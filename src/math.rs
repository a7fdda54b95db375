/// Compute the dot product between two vectors.
#[inline]
pub fn dot(a: &[f32], b: &[f32]) -> f32 {
    debug_assert_eq!(a.len(), b.len());

    #[cfg(target_arch = "x86_64")]
    {
        if is_x86_feature_detected!("avx2") {
            // SAFETY: AVX2 support was checked at runtime just above.
            return unsafe { x86::dot_avx2(a, b) };
        }
    }

    dot_scalar(a, b)
}

/// Compute the squared L2 norm of a vector.
#[inline]
pub fn l2_norm_sqr(v: &[f32]) -> f32 {
    dot(v, v)
}

/// Compute the squared Euclidean distance between two vectors.
#[inline]
pub fn l2_distance_sqr(a: &[f32], b: &[f32]) -> f32 {
    debug_assert_eq!(a.len(), b.len());

    #[cfg(target_arch = "x86_64")]
    {
        if is_x86_feature_detected!("avx2") {
            // SAFETY: AVX2 support was checked at runtime just above.
            return unsafe { x86::l2_distance_sqr_avx2(a, b) };
        }
    }

    l2_distance_sqr_scalar(a, b)
}

/// Multiply every element of `v` by `factor` in place.
#[inline]
pub fn scale(v: &mut [f32], factor: f32) {
    for value in v.iter_mut() {
        *value *= factor;
    }
}

#[inline]
fn dot_scalar(a: &[f32], b: &[f32]) -> f32 {
    a.iter().zip(b.iter()).map(|(x, y)| x * y).sum()
}

#[inline]
fn l2_distance_sqr_scalar(a: &[f32], b: &[f32]) -> f32 {
    a.iter()
        .zip(b.iter())
        .map(|(x, y)| {
            let diff = x - y;
            diff * diff
        })
        .sum()
}

#[cfg(target_arch = "x86_64")]
use std::arch::is_x86_feature_detected;

#[cfg(target_arch = "x86_64")]
mod x86 {
    use core::arch::x86_64::*;

    #[inline]
    unsafe fn horizontal_sum(acc: __m256) -> f32 {
        let mut buf = [0f32; 8];
        _mm256_storeu_ps(buf.as_mut_ptr(), acc);
        buf.iter().copied().sum()
    }

    #[inline]
    #[target_feature(enable = "avx2")]
    pub unsafe fn dot_avx2(a: &[f32], b: &[f32]) -> f32 {
        let len = a.len().min(b.len());
        let chunks = len / 8;
        let a_ptr = a.as_ptr();
        let b_ptr = b.as_ptr();
        let mut acc = _mm256_setzero_ps();

        for chunk in 0..chunks {
            let offset = chunk * 8;
            let va = _mm256_loadu_ps(a_ptr.add(offset));
            let vb = _mm256_loadu_ps(b_ptr.add(offset));
            acc = _mm256_add_ps(acc, _mm256_mul_ps(va, vb));
        }

        let mut sum = horizontal_sum(acc);
        for i in chunks * 8..len {
            sum += *a_ptr.add(i) * *b_ptr.add(i);
        }
        sum
    }

    #[inline]
    #[target_feature(enable = "avx2")]
    pub unsafe fn l2_distance_sqr_avx2(a: &[f32], b: &[f32]) -> f32 {
        let len = a.len().min(b.len());
        let chunks = len / 8;
        let a_ptr = a.as_ptr();
        let b_ptr = b.as_ptr();
        let mut acc = _mm256_setzero_ps();

        for chunk in 0..chunks {
            let offset = chunk * 8;
            let va = _mm256_loadu_ps(a_ptr.add(offset));
            let vb = _mm256_loadu_ps(b_ptr.add(offset));
            let diff = _mm256_sub_ps(va, vb);
            acc = _mm256_add_ps(acc, _mm256_mul_ps(diff, diff));
        }

        let mut sum = horizontal_sum(acc);
        for i in chunks * 8..len {
            let diff = *a_ptr.add(i) - *b_ptr.add(i);
            sum += diff * diff;
        }
        sum
    }
}

#[cfg(test)]
mod tests {
    use super::*;

    #[test]
    fn simd_dot_matches_scalar_on_odd_lengths() {
        let a: Vec<f32> = (0..19).map(|i| i as f32 * 0.25 - 2.0).collect();
        let b: Vec<f32> = (0..19).map(|i| 1.5 - i as f32 * 0.125).collect();
        assert!((dot(&a, &b) - dot_scalar(&a, &b)).abs() < 1e-4);
        assert!((l2_distance_sqr(&a, &b) - l2_distance_sqr_scalar(&a, &b)).abs() < 1e-3);
    }

    #[test]
    fn scale_multiplies_in_place() {
        let mut v = vec![2.0f32, -4.0, 0.5];
        scale(&mut v, 0.5);
        assert_eq!(v, vec![1.0, -2.0, 0.25]);
    }
}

═══

* **REQUIRED ACTION**:
Please quote the records above exactly, without skipping a line.

* **RESPONSE TO THIS EXERCISE**:
filename src/math.rs
repository a7fdda54b95db375
/// Compute the dot product between two vectors.
#[inline]
pub fn dot(a: &[f32], b: &[f32]) -> f32 {
    debug_assert_eq!(a.len(), b.len());

    #[cfg(target_arch = "x86_64")]
    {
        if is_x86_feature_detected!("avx2") {
            // SAFETY: AVX2 support was checked at runtime just above.
            return unsafe { x86::dot_avx2(a, b) };
        }
    }

    dot_scalar(a, b)
}

/// Compute the squared L2 norm of a vector.
#[inline]
pub fn l2_norm_sqr(v: &[f32]) -> f32 {
    dot(v, v)
}

/// Compute the squared Euclidean distance between two vectors.
#[inline]
pub fn l2_distance_sqr(a: &[f32], b: &[f32]) -> f32 {
    debug_assert_eq!(a.len(), b.len());

    #[cfg(target_arch = "x86_64")]
    {
        if is_x86_feature_detected!("avx2") {
            // SAFETY: AVX2 support was checked at runtime just above.
            return unsafe { x86::l2_distance_sqr_avx2(a, b) };
        }
    }

    l2_distance_sqr_scalar(a, b)
}

/// Multiply every element of `v` by `factor` in place.
#[inline]
pub fn scale(v: &mut [f32], factor: f32) {
    for value in v.iter_mut() {
        *value *= factor;
    }
}

#[inline]
fn dot_scalar(a: &[f32], b: &[f32]) -> f32 {
    a.iter().zip(b.iter()).map(|(x, y)| x * y).sum()
}

#[inline]
fn l2_distance_sqr_scalar(a: &[f32], b: &[f32]) -> f32 {
    a.iter()
        .zip(b.iter())
        .map(|(x, y)| {
            let diff = x - y;
            diff * diff
        })
        .sum()
}

#[cfg(target_arch = "x86_64")]
use std::arch::is_x86_feature_detected;

#[cfg(target_arch = "x86_64")]
mod x86 {
    use core::arch::x86_64::*;

    #[inline]
    unsafe fn horizontal_sum(acc: __m256) -> f32 {
        let mut buf = [0f32; 8];
        _mm256_storeu_ps(buf.as_mut_ptr(), acc);
        buf.iter().copied().sum()
    }

    #[inline]
    #[target_feature(enable = "avx2")]
    pub unsafe fn dot_avx2(a: &[f32], b: &[f32]) -> f32 {
        let len = a.len().min(b.len());
        let chunks = len / 8;
        let a_ptr = a.as_ptr();
        let b_ptr = b.as_ptr();
        let mut acc = _mm256_setzero_ps();

        for chunk in 0..chunks {
            let offset = chunk * 8;
            let va = _mm256_loadu_ps(a_ptr.add(offset));
            let vb = _mm256_loadu_ps(b_ptr.add(offset));
            acc = _mm256_add_ps(acc, _mm256_mul_ps(va, vb));
        }

        let mut sum = horizontal_sum(acc);
        for i in chunks * 8..len {
            sum += *a_ptr.add(i) * *b_ptr.add(i);
        }
        sum
    }

    #[inline]
    #[target_feature(enable = "avx2")]
    pub unsafe fn l2_distance_sqr_avx2(a: &[f32], b: &[f32]) -> f32 {
        let len = a.len().min(b.len());
        let chunks = len / 8;
        let a_ptr = a.as_ptr();
        let b_ptr = b.as_ptr();
        let mut acc = _mm256_setzero_ps();

        for chunk in 0..chunks {
            let offset = chunk * 8;
            let va = _mm256_loadu_ps(a_ptr.add(offset));
            let vb = _mm256_loadu_ps(b_ptr.add(offset));
            let diff = _mm256_sub_ps(va, vb);
            acc = _mm256_add_ps(acc, _mm256_mul_ps(diff, diff));
        }

        let mut sum = horizontal_sum(acc);
        for i in chunks * 8..len {
            let diff = *a_ptr.add(i) - *b_ptr.add(i);
            sum += diff * diff;
        }
        sum
    }
}

#[cfg(test)]
mod tests {
    use super::*;

    #[test]
    fn simd_dot_matches_scalar_on_odd_lengths() {
        let a: Vec<f32> = (0..19).map(|i| i as f32 * 0.25 - 2.0).collect();
        let b: Vec<f32> = (0..19).map(|i| 1.5 - i as f32 * 0.125).collect();
        assert!((dot(&a, &b) - dot_scalar(&a, &b)).abs() < 1e-4);
        assert!((l2_distance_sqr(&a, &b) - l2_distance_sqr_scalar(&a, &b)).abs() < 1e-3);
    }

    #[test]
    fn scale_multiplies_in_place() {
        let mut v = vec![2.0f32, -4.0, 0.5];
        scale(&mut v, 0.5);
        assert_eq!(v, vec![1.0, -2.0, 0.25]);
    }
}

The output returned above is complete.